Although Parashat Mishpatim is just over three chapters in length, it contains over fifty of the six hundred and thirteen commandments. It is densely packed with various commandments, particularly those involving civil issues. There’s a problem, however, with the application of these commandments if we are attempting to follow a literal reading of the text. Here is an example:
For every breach of trust, whether it is for an ox, for a donkey, for a sheep, for a cloak, or for any kind of lost thing, of which one says, ‘This is it,’ the case of both parties shall come before God. The one whom God condemns shall pay double to his neighbor. (Exodus 22:9)
There are numerous problems with reading this passage literally, however. For instance: How do disputing parties “come before God?” Where is this to take place? Also, according to this passage, “the one whom God condemns” is liable to the financial penalty. But how do they know the verdict? What if both parties believe that God has judged in their favor? How is this resolved?
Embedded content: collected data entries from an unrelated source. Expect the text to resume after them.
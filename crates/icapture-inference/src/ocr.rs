use crate::error::InferenceError;
use crate::plate::{is_valid_plate, normalize_confidence, normalize_plate};
use async_trait::async_trait;
use icapture_config::OcrConfig;
use icapture_types::{Frame, PlateRead};
use reqwest::header::CONTENT_TYPE;
use serde::Deserialize;
use tracing::debug;

/// 车牌识别
#[async_trait]
pub trait PlateReader: Send + Sync {
    /// 识别车牌帧，读不出时返回文本为空的结果而不是错误
    async fn read(&self, frame: &Frame) -> Result<PlateRead, InferenceError>;
}

#[derive(Debug, Deserialize)]
struct OcrResponse {
    #[serde(default)]
    text: Option<String>,
    #[serde(default)]
    confidence: f32,
}

/// 调用 HTTP OCR 服务的车牌识别器
pub struct HttpPlateReader {
    endpoint: String,
    require_format: bool,
    client: reqwest::Client,
}

impl HttpPlateReader {
    pub fn new(config: &OcrConfig) -> Result<Self, InferenceError> {
        let client = reqwest::Client::builder()
            .timeout(config.timeout())
            .build()?;

        Ok(Self {
            endpoint: config.endpoint.clone(),
            require_format: config.require_plate_format,
            client,
        })
    }

    fn interpret(&self, response: OcrResponse) -> PlateRead {
        let confidence = normalize_confidence(response.confidence);
        let text = response.text.as_deref().and_then(normalize_plate);

        match text {
            Some(text) if self.require_format && !is_valid_plate(&text) => {
                debug!(plate = %text, "OCR text does not look like a plate");
                PlateRead::new(None, confidence)
            }
            text => PlateRead::new(text, confidence),
        }
    }
}

#[async_trait]
impl PlateReader for HttpPlateReader {
    async fn read(&self, frame: &Frame) -> Result<PlateRead, InferenceError> {
        let response = self
            .client
            .post(&self.endpoint)
            .header(CONTENT_TYPE, "image/jpeg")
            .body(frame.image.clone())
            .send()
            .await?;

        let status = response.status();
        if !status.is_success() {
            let body = response.text().await.unwrap_or_default();
            return Err(InferenceError::Status {
                status: status.as_u16(),
                body,
            });
        }

        let parsed: OcrResponse = response
            .json()
            .await
            .map_err(|e| InferenceError::InvalidResponse(e.to_string()))?;

        Ok(self.interpret(parsed))
    }
}
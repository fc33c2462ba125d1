use std::time::Duration;

/// 指数退避（基础延迟逐次翻倍，直到上限）
#[derive(Debug, Clone)]
pub struct ExponentialBackoff {
    base: Duration,
    max: Duration,
    attempt: u32,
}

impl ExponentialBackoff {
    pub fn new(base: Duration, max: Duration) -> Self {
        Self {
            base,
            max: max.max(base),
            attempt: 0,
        }
    }

    /// 返回本次应等待的时长，并推进到下一次
    pub fn next_delay(&mut self) -> Duration {
        let factor = 1u32.checked_shl(self.attempt.min(31)).unwrap_or(u32::MAX);
        let delay = self.base.saturating_mul(factor).min(self.max);
        self.attempt = self.attempt.saturating_add(1);
        delay
    }

    /// 已经退避的次数
    pub fn attempts(&self) -> u32 {
        self.attempt
    }

    pub fn reset(&mut self) {
        self.attempt = 0;
    }
}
The problems with this passage revolves around translation. In this passage, both parties are to be brought before אלהים, elohim. The problem is that this Hebrew word has a wide variety of meanings. It literally means god(s), but can also mean God, powers, judges, mighty ones, etc. Although it use used frequently throughout the Hebrew Scriptures to refer to the Creator, it also has numerous other uses. Psalm 82 begins:
God has taken his place in the divine council; in the midst of the gods he holds judgment: “How long will you judge unjustly and show partiality to the wicked? Selah (Psalm 82:1–2)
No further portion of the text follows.